Directions for this task: The answer must be every line of the data that holds the word "Deserialize".

(Dataset entries)
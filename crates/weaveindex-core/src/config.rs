//! Index configuration and its shipped defaults.

use serde::{Deserialize, Serialize};

/// Per-block transaction index bound assumed by single-key
/// (`height * bound + index`) cursor encodings. The engine itself compares
/// `(height, index)` tuples lexicographically and does not depend on this
/// bound, but callers that pack both into one integer must respect it.
pub const BLOCK_TX_INDEX_BOUND: u64 = 1000;

/// Tunables for the indexing core.
#[derive(Debug, Clone, Serialize, Deserialize)]
pub struct IndexConfig {
    /// Run stabilization after every Nth accepted block.
    pub stable_flush_interval: u64,
    /// Number of recent blocks treated as potentially reorg-able; a block is
    /// promoted only once the tip is this far past it.
    pub max_fork_depth: u64,
    /// Pending transactions older than this (seconds, relative to the newest
    /// confirmed block timestamp) are dropped at cleanup if still unmined.
    pub new_tx_cleanup_wait_secs: i64,
    /// SQLite page size applied when the database file is created.
    pub page_size: u32,
    /// Listing page size used when the caller passes zero.
    pub default_page_size: usize,
    /// Hard upper bound on listing page size.
    pub max_page_size: usize,
}

impl Default for IndexConfig {
    fn default() -> Self {
        Self {
            stable_flush_interval: 50,
            max_fork_depth: 18,
            new_tx_cleanup_wait_secs: 60 * 60 * 24,
            page_size: 4096,
            default_page_size: 10,
            max_page_size: 100,
        }
    }
}

#[cfg(test)]
mod tests {
    use super::*;

    #[test]
    fn shipped_defaults() {
        let config = IndexConfig::default();
        assert_eq!(config.stable_flush_interval, 50);
        assert_eq!(config.max_fork_depth, 18);
        assert_eq!(config.new_tx_cleanup_wait_secs, 86_400);
    }
}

Exercise answer:
use serde::{Deserialize, Serialize};
#[derive(Debug, Clone, Serialize, Deserialize)]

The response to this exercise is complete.